Had this been a public method of an interface, I’m declaring that someone building a class implementing that interface cannot extract anything else from command text except a name and parameters. Those extra nouns constrain the message beyond what is necessary.

I changed it to use a verb describing what we’re doing, and to only mention the parameters (the preposition, “To”, refers to the CommandReceiver:

private void tokenizeCommandTextTo(final String commandText,
                                   final CommandReceiver commandReceiver) {
    // ...
}

This message indicates the same type of action, but with much less context.

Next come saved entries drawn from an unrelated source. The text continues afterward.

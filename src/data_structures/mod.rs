//! Engine data structures: models, textures, scene graphs, and instances.
//!
//! - `model` contains mesh and material definitions, GPU resources for 3D models
//! - `texture` contains GPU texture wrapper and creation utilities
//! - `instance` holds per-node transformation data
//! - `scene_graph` enables hierarchical scene organization
//! - `ground` builds the floor plane

pub mod ground;
pub mod instance;
pub mod model;
pub mod scene_graph;
pub mod texture;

Private methods are candidates for public methods of an interface, so let’s imagine this method is a public method of an interface. This opens the message to more varied implementations and more reuse while still constraining the action to mean what we want accomplished.

Let’s see what these might look like in Smalltalk:

sendExtractedNameAndParametersFrom: commandText To: aCommandReceiver.
    "... "

Now it’s easier to see the added context.

Compare this to:

tokenizeCommandText: commandText ToCommandReceiver: aCommandReceiver.
    "... "

"or"

tokenize: commandText To: aCommandReceiver.
    "... "

Summary and Additional Notes

1. Name classes as nouns or noun-phrases or in some cases nominalized verbs. The last one happens when your domain requires certain actions with more interesting behavior. For example, a banking application might have Withdrawal and Deposit classes which are nominalized forms of the verbs withdraw and deposit. These represent “things” in space and time (withdrawals and deposits are actions taken on accounts, but also represent an event in time that may have additional information to capture, or messages to send).
2. Name messages as verbs. Messages can include adjectives to help constrain the message and prepositions help describe relationships to parameters.
3. Messages can contain nouns, but with care. Nouns add context to messages. Sometimes the context is okay, and sometimes it’s bad. It’s ok when the noun represents and intrinsic property of the object in the domain, and for interfaces an intrinsic property of sub classes. It’s dangerous when the noun represents a detail of a single implementation of the message, like the car.startEngine() example. We elude to the idea that a car has an engine. Does an engine represent and intrinsic property of cars in our domain, or is it an example (a detail of a single implementation) of how cars might start? If our application domain is a Nascar type racing game, then I would say this metaphor is ok. If our application had a wider domain encompassing details of electric cars, then this metaphor doesn’t make sense. Electric cars typically have a motor (or motors), but not an engine. It’s up to the developer and their knowledge of the domain to decide if the context is ok.

* I’m assuming you’ve seen the movie “The Matrix”, unless you’re reading this far in the future and you’re a member of a generation who considers movies from 1999 “old” and “boring”. You’re missing out.